Instructions for the task
Examine the records and identify each line that includes the string "PartialEq". Copy those lines.

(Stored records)
☆ ☆ ☆ ☆ ☆

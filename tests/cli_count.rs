use assert_cmd::Command;
use std::fs;
use tempfile::TempDir;

const FRAGS: &str = "\
#chrom\tstart\tend\tindex
chr1\t0\t100\t0
chr1\t100\t200\t1
chr1\t200\t300\t2
chr1\t300\t400\t3
";

fn run_count(temp: &TempDir, sites: &str, extra: &[&str]) -> anyhow::Result<std::process::Output> {
    let frags = temp.path().join("frags.tsv");
    fs::write(&frags, FRAGS)?;
    let input = temp.path().join("sites.tsv");
    fs::write(&input, sites)?;

    let mut cmd = Command::cargo_bin("u4c")?;
    let output = cmd
        .arg("count")
        .arg(&input)
        .arg("--digest")
        .arg(&frags)
        .arg("--viewpoint")
        .arg("chr1:101-200")
        .args(extra)
        .output()?;
    Ok(output)
}

#[test]
fn command_count_dedup() -> anyhow::Result<()> {
    let temp = TempDir::new()?;
    let sites = "\
chr1\t50\tAAAA
chr1\t60\tAAAA
chr1\t70\tCCCC
chr1\t250\tAAAA
";
    let output = run_count(&temp, sites, &[])?;

    let stdout = String::from_utf8(output.stdout)?;
    // two distinct UMIs on [0,100), one on [200,300)
    assert!(stdout.contains("chr1\t0\t100\t2\n"));
    assert!(stdout.contains("chr1\t200\t300\t1\n"));
    // untouched fragments are absent, not zero
    assert!(!stdout.contains("chr1\t100\t200"));

    Ok(())
}

#[test]
fn command_count_invariant_under_duplication() -> anyhow::Result<()> {
    let base = "chr1\t50\tAAAA\nchr1\t250\tCCCC\n";
    let doubled = format!("{}{}", base, base);

    let temp = TempDir::new()?;
    let once = run_count(&temp, base, &[])?;
    let temp = TempDir::new()?;
    let twice = run_count(&temp, &doubled, &[])?;

    assert_eq!(once.stdout, twice.stdout);

    Ok(())
}

#[test]
fn command_count_stats_counters() -> anyhow::Result<()> {
    let temp = TempDir::new()?;
    let sites = "\
chr1\t50\tAAAA
*\t0\tCCCC
chr2\t50\tGGGG
";
    let stats = temp.path().join("qc.tsv");
    let output = run_count(
        &temp,
        sites,
        &["--stats", stats.to_str().unwrap()],
    )?;
    assert!(output.status.success());

    let text = fs::read_to_string(&stats)?;
    assert!(text.contains("specific\t3\n"));
    assert!(text.contains("mapped\t2\n"));
    assert!(text.contains("unmapped\t1\n"));
    assert!(text.contains("filtered\t1\n"));
    assert!(text.contains("umis\t1\n"));

    Ok(())
}

#[test]
fn command_count_distance_bound() -> anyhow::Result<()> {
    let temp = TempDir::new()?;
    // viewpoint anchor is 150; fragment [300,400) has midpoint 350
    let sites = "chr1\t50\tAAAA\nchr1\t350\tCCCC\n";
    let output = run_count(&temp, sites, &["--max-dist", "150"])?;

    let stdout = String::from_utf8(output.stdout)?;
    assert!(stdout.contains("chr1\t0\t100\t1\n"));
    assert!(!stdout.contains("chr1\t300\t400"));

    Ok(())
}
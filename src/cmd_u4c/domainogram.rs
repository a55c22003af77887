use clap::*;
use std::io::Write;

use umi4c::libs::domainogram::{compute, DomainogramParams};

use crate::cmd_u4c::utils;

// Create clap subcommand arguments
pub fn make_subcommand() -> Command {
    let cmd = Command::new("domainogram")
        .about("Multi-scale smoothed intensity grid")
        .after_help(
            r###"
This command smooths each group's normalized profile over a progression of
window sizes, revealing interaction domains without committing to one bin
size. For scale s and fragment midpoint p, the cell value is the sum of
counts of all fragments whose midpoint lies within s of p.

Notes:
* Scales start at one fragment width and double up to --max-scale.
* Sparse windows yield 0, never an error.
* Groups are computed independently; output order is by group, scale,
  then position.

Output columns: group, scale, midpoint, value.

Examples:
1. Default scales up to 64 kb:
   u4c domainogram samples.tsv -v chr2:110100-110700 -o dgram.tsv

2. Counts per base up to 16 kb windows:
   u4c domainogram samples.tsv -v chr2:110100-110700 \
       --max-scale 16384 --per-base

"###,
        );

    utils::experiment_args(cmd)
        .arg(
            Arg::new("max-scale")
                .long("max-scale")
                .num_args(1)
                .value_parser(value_parser!(u64))
                .default_value("65536")
                .help("Largest window half-width"),
        )
        .arg(
            Arg::new("per-base")
                .long("per-base")
                .action(ArgAction::SetTrue)
                .help("Report counts per base instead of window sums"),
        )
}

// command implementation
pub fn execute(args: &ArgMatches) -> anyhow::Result<()> {
    let params = DomainogramParams {
        max_scale: *args.get_one::<u64>("max-scale").unwrap(),
        per_base: args.get_flag("per-base"),
    };

    let exp = utils::load_experiment(args)?;
    let grids = compute(&exp, &params);

    let mut writer = umi4c::writer(args.get_one::<String>("outfile").unwrap())?;
    writer.write_fmt(format_args!("#group\tscale\tmidpoint\tvalue\n"))?;
    for grid in &grids {
        for (s, &scale) in grid.scales.iter().enumerate() {
            for (p, &midpoint) in grid.midpoints.iter().enumerate() {
                writer.write_fmt(format_args!(
                    "{}\t{}\t{}\t{:.4}\n",
                    grid.group, scale, midpoint, grid.values[s][p]
                ))?;
            }
        }
    }

    Ok(())
}
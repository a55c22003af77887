use crate::libs::digest::Enzyme;

/// Cut coordinate implied by the first (5'-most) motif occurrence at or
/// after `skip`, the bait+pad prefix length.
///
/// Only the first occurrence matters: downstream ligation structure is
/// defined by the enzyme cut nearest the viewpoint. `None` when the motif
/// does not occur or the cut would not leave two non-empty parts.
pub fn cut_position(seq: &[u8], enzyme: &Enzyme, skip: usize) -> Option<usize> {
    let hit = enzyme.find_site(seq, skip)?;
    let cut = hit + enzyme.cut_offset();
    if cut == 0 || cut >= seq.len() {
        return None;
    }
    Some(cut)
}

/// Split a read at its first restriction cut after the bait/pad prefix.
///
/// Returns the ordered sub-sequences to hand to the aligner; a read without
/// any site comes back whole.
///
/// ```
/// use umi4c::libs::digest::Enzyme;
/// use umi4c::libs::split::split_read;
/// let enzyme = Enzyme::new("GATC", 0).unwrap();
/// assert_eq!(split_read(b"AAGATCTT", &enzyme, 0), vec![&b"AA"[..], &b"GATCTT"[..]]);
/// assert_eq!(split_read(b"AATTAATT", &enzyme, 0), vec![&b"AATTAATT"[..]]);
/// ```
pub fn split_read<'a>(seq: &'a [u8], enzyme: &Enzyme, skip: usize) -> Vec<&'a [u8]> {
    match cut_position(seq, enzyme, skip) {
        Some(cut) => vec![&seq[..cut], &seq[cut..]],
        None => vec![seq],
    }
}
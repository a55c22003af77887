use std::collections::BTreeSet;

use indexmap::IndexMap;

use crate::libs::dedup::ContactRow;
use crate::libs::diff::DifferentialResult;
use crate::libs::domainogram::Domainogram;
use crate::libs::error::U4cError;
use crate::libs::sample::SampleSheet;
use crate::libs::trend::TrendCurve;

pub const DEFAULT_EXCLUSION: u64 = 3_000;
pub const DEFAULT_HALF_WIDTH: u64 = 1_000_000;
pub const DEFAULT_GROUP_BY: &str = "condition";

//----------------------------
// Viewpoint
//----------------------------

/// The bait interval all contacts are anchored to. 0-based half-open.
#[derive(Debug, Clone, PartialEq, Eq)]
pub struct Viewpoint {
    pub chr: String,
    pub start: u64,
    pub end: u64,
}

impl Viewpoint {
    pub fn new(chr: &str, start: u64, end: u64) -> Result<Self, U4cError> {
        if start >= end {
            return Err(U4cError::Config(format!(
                "viewpoint {}:{}-{} is empty or reversed",
                chr, start, end
            )));
        }
        Ok(Self {
            chr: chr.to_string(),
            start,
            end,
        })
    }

    /// The anchor coordinate distances are measured from.
    pub fn pos(&self) -> u64 {
        (self.start + self.end) / 2
    }
}

//----------------------------
// Build parameters
//----------------------------

#[derive(Debug, Clone)]
pub struct BuildParams {
    /// Fragments closer than this to the viewpoint are excluded
    pub exclusion: u64,
    /// Analysis region half-width on each side of the viewpoint
    pub half_width: u64,
    /// Sample sheet column whose values define the groups
    pub group_by: String,
    /// Explicit reference group; min-total group when absent
    pub reference: Option<String>,
}

impl Default for BuildParams {
    fn default() -> Self {
        Self {
            exclusion: DEFAULT_EXCLUSION,
            half_width: DEFAULT_HALF_WIDTH,
            group_by: DEFAULT_GROUP_BY.to_string(),
            reference: None,
        }
    }
}

//----------------------------
// Rows and group columns
//----------------------------

/// One retained fragment interval on the viewpoint chromosome.
#[derive(Debug, Clone, Copy, PartialEq, Eq)]
pub struct FragmentRow {
    pub start: u64,
    pub end: u64,
}

impl FragmentRow {
    pub fn midpoint(&self) -> u64 {
        (self.start + self.end) / 2
    }

    pub fn width(&self) -> u64 {
        self.end - self.start
    }
}

/// One aggregated group column over the fragment grid.
#[derive(Debug, Clone)]
pub struct Group {
    pub name: String,
    pub samples: Vec<String>,
    /// Raw UMI counts, one per fragment row
    pub raw: Vec<u64>,
    /// Raw counts scaled by the normalization factor
    pub norm: Vec<f64>,
    pub factor: f64,
}

impl Group {
    pub fn raw_total(&self) -> u64 {
        self.raw.iter().sum()
    }

    pub fn norm_total(&self) -> f64 {
        self.norm.iter().sum()
    }
}

//----------------------------
// Experiment
//----------------------------

/// The assembled, grouped, normalized contact profile around one viewpoint.
///
/// Immutable after construction except for the derived artifacts, which are
/// appended once and never mutated in place. Artifacts are owned forward-only;
/// they never point back into the container.
#[derive(Debug, Clone)]
pub struct Experiment {
    viewpoint: Viewpoint,
    exclusion: u64,
    region_start: u64,
    region_end: u64,
    group_by: String,
    rows: Vec<FragmentRow>,
    groups: Vec<Group>,
    reference: usize,

    domainogram: Option<Vec<Domainogram>>,
    trend: Option<Vec<TrendCurve>>,
    differential: Option<DifferentialResult>,
}

impl Experiment {
    /// Assemble the union grid, aggregate sample columns into groups and
    /// normalize every group to the reference total.
    pub fn build(
        sheet: &SampleSheet,
        counts: &[(String, Vec<ContactRow>)],
        viewpoint: &Viewpoint,
        params: &BuildParams,
    ) -> Result<Self, U4cError> {
        let vp = viewpoint.pos();
        let region_start = vp.saturating_sub(params.half_width);
        let region_end = vp + params.half_width;

        let known: Vec<&str> = sheet.samples();
        for (sample, _) in counts {
            if !known.contains(&sample.as_str()) {
                return Err(U4cError::Integrity(format!(
                    "contact counts supplied for unknown sample `{}`",
                    sample
                )));
            }
        }

        let retained = |row: &ContactRow| {
            if row.chr != viewpoint.chr {
                return false;
            }
            let mid = row.midpoint();
            if mid < region_start || mid > region_end {
                return false;
            }
            let dist = if mid >= vp { mid - vp } else { vp - mid };
            dist >= params.exclusion
        };

        // 1. union coordinate grid over all samples
        let mut grid: BTreeSet<(u64, u64)> = BTreeSet::new();
        for (_, rows) in counts {
            for row in rows.iter().filter(|r| retained(r)) {
                grid.insert((row.start, row.end));
            }
        }
        if grid.is_empty() {
            return Err(U4cError::Empty(format!(
                "no fragments retained around {}:{} (half-width {}, exclusion {})",
                viewpoint.chr, vp, params.half_width, params.exclusion
            )));
        }

        let rows_vec: Vec<FragmentRow> = grid
            .iter()
            .map(|&(start, end)| FragmentRow { start, end })
            .collect();
        // overlaps mean the samples were counted against different digests
        for w in rows_vec.windows(2) {
            if w[1].start < w[0].end {
                return Err(U4cError::Integrity(format!(
                    "overlapping fragments {}:{}-{} and {}:{}-{}; \
                     contact tables disagree on the restriction map",
                    viewpoint.chr, w[0].start, w[0].end, viewpoint.chr, w[1].start, w[1].end
                )));
            }
        }
        let index_of: IndexMap<(u64, u64), usize> = grid
            .iter()
            .enumerate()
            .map(|(i, &key)| (key, i))
            .collect();

        // 2. per-sample vectors; absent fragments stay 0
        let mut columns: IndexMap<&str, Vec<u64>> = known
            .iter()
            .map(|&s| (s, vec![0u64; rows_vec.len()]))
            .collect();
        for (sample, rows) in counts {
            let column = columns
                .get_mut(sample.as_str())
                .expect("sample membership checked above");
            for row in rows.iter().filter(|r| retained(r)) {
                let i = index_of[&(row.start, row.end)];
                column[i] += row.count;
            }
        }

        // 3. aggregate columns sharing a grouping value
        let membership = sheet.groups(&params.group_by)?;
        let mut groups: Vec<Group> = membership
            .into_iter()
            .map(|(name, samples)| {
                let mut raw = vec![0u64; rows_vec.len()];
                for sample in &samples {
                    for (i, &c) in columns[sample.as_str()].iter().enumerate() {
                        raw[i] += c;
                    }
                }
                Group {
                    name,
                    samples,
                    raw,
                    norm: vec![],
                    factor: 1.0,
                }
            })
            .collect();

        // 4. reference group: explicit override or minimum total
        let reference = match &params.reference {
            Some(name) => groups.iter().position(|g| &g.name == name).ok_or_else(|| {
                U4cError::Config(format!(
                    "reference group `{}` not among group labels ({})",
                    name,
                    groups.iter().map(|g| g.name.as_str()).collect::<Vec<_>>().join(", ")
                ))
            })?,
            None => groups
                .iter()
                .enumerate()
                .min_by_key(|(_, g)| g.raw_total())
                .map(|(i, _)| i)
                .expect("at least one group exists"),
        };

        // 5. normalization factors, applied unrounded
        let ref_total = groups[reference].raw_total();
        for group in &mut groups {
            let total = group.raw_total();
            group.factor = if total == 0 {
                log::warn!(
                    "group `{}` has no counts in the retained region",
                    group.name
                );
                0.0
            } else {
                ref_total as f64 / total as f64
            };
            group.norm = group.raw.iter().map(|&c| c as f64 * group.factor).collect();
        }

        Ok(Self {
            viewpoint: viewpoint.clone(),
            exclusion: params.exclusion,
            region_start,
            region_end,
            group_by: params.group_by.clone(),
            rows: rows_vec,
            groups,
            reference,
            domainogram: None,
            trend: None,
            differential: None,
        })
    }

    //----------------------------
    // Accessors
    //----------------------------

    pub fn viewpoint(&self) -> &Viewpoint {
        &self.viewpoint
    }

    /// Analysis region `[start, end]` on the viewpoint chromosome.
    pub fn region(&self) -> (u64, u64) {
        (self.region_start, self.region_end)
    }

    /// Bait exclusion interval around the viewpoint anchor.
    pub fn exclusion_region(&self) -> (u64, u64) {
        let vp = self.viewpoint.pos();
        (vp.saturating_sub(self.exclusion), vp + self.exclusion)
    }

    pub fn group_by(&self) -> &str {
        &self.group_by
    }

    pub fn rows(&self) -> &[FragmentRow] {
        &self.rows
    }

    pub fn midpoints(&self) -> Vec<u64> {
        self.rows.iter().map(|r| r.midpoint()).collect()
    }

    pub fn groups(&self) -> &[Group] {
        &self.groups
    }

    pub fn group(&self, name: &str) -> Option<&Group> {
        self.groups.iter().find(|g| g.name == name)
    }

    /// Index of the reference group within `groups()`.
    pub fn reference(&self) -> usize {
        self.reference
    }

    pub fn reference_group(&self) -> &Group {
        &self.groups[self.reference]
    }

    //----------------------------
    // Derived artifacts
    //----------------------------

    pub fn attach_domainogram(&mut self, grids: Vec<Domainogram>) {
        self.domainogram = Some(grids);
    }

    pub fn domainogram(&self) -> Option<&[Domainogram]> {
        self.domainogram.as_deref()
    }

    pub fn attach_trend(&mut self, curves: Vec<TrendCurve>) {
        self.trend = Some(curves);
    }

    pub fn trend(&self) -> Option<&[TrendCurve]> {
        self.trend.as_deref()
    }

    pub fn attach_differential(&mut self, result: DifferentialResult) {
        self.differential = Some(result);
    }

    pub fn differential(&self) -> Option<&DifferentialResult> {
        self.differential.as_ref()
    }
}
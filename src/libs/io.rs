use anyhow::Context;
use std::io::{BufRead, BufReader, BufWriter, Write};

/// Open `input` for buffered reading.
///
/// `stdin` reads from standard input; files ending in `.gz` are decompressed
/// transparently.
pub fn reader(input: &str) -> anyhow::Result<Box<dyn BufRead>> {
    let reader: Box<dyn BufRead> = if input == "stdin" {
        Box::new(BufReader::new(std::io::stdin()))
    } else {
        let path = std::path::Path::new(input);
        let file = std::fs::File::open(path)
            .with_context(|| format!("could not open {}", path.display()))?;

        if path.extension() == Some(std::ffi::OsStr::new("gz")) {
            Box::new(BufReader::new(flate2::read::MultiGzDecoder::new(file)))
        } else {
            Box::new(BufReader::new(file))
        }
    };

    Ok(reader)
}

/// Open `output` for buffered writing. `stdout` writes to standard output.
pub fn writer(output: &str) -> anyhow::Result<Box<dyn Write>> {
    let writer: Box<dyn Write> = if output == "stdout" {
        Box::new(BufWriter::new(std::io::stdout()))
    } else {
        let file = std::fs::File::create(output)
            .with_context(|| format!("could not create {}", output))?;
        Box::new(BufWriter::new(file))
    };

    Ok(writer)
}

/// Collect non-empty, non-comment lines from a tabular input.
pub fn data_lines(reader: Box<dyn BufRead>) -> anyhow::Result<Vec<String>> {
    let mut lines = vec![];
    for line in reader.lines() {
        let line = line?;
        let trimmed = line.trim_end();
        if trimmed.is_empty() || trimmed.starts_with('#') {
            continue;
        }
        lines.push(trimmed.to_string());
    }
    Ok(lines)
}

☆ ☆ ☆ ☆ ☆

Exercise output
#[derive(Debug, Clone, PartialEq, Eq)]
#[derive(Debug, Clone, Copy, PartialEq, Eq)]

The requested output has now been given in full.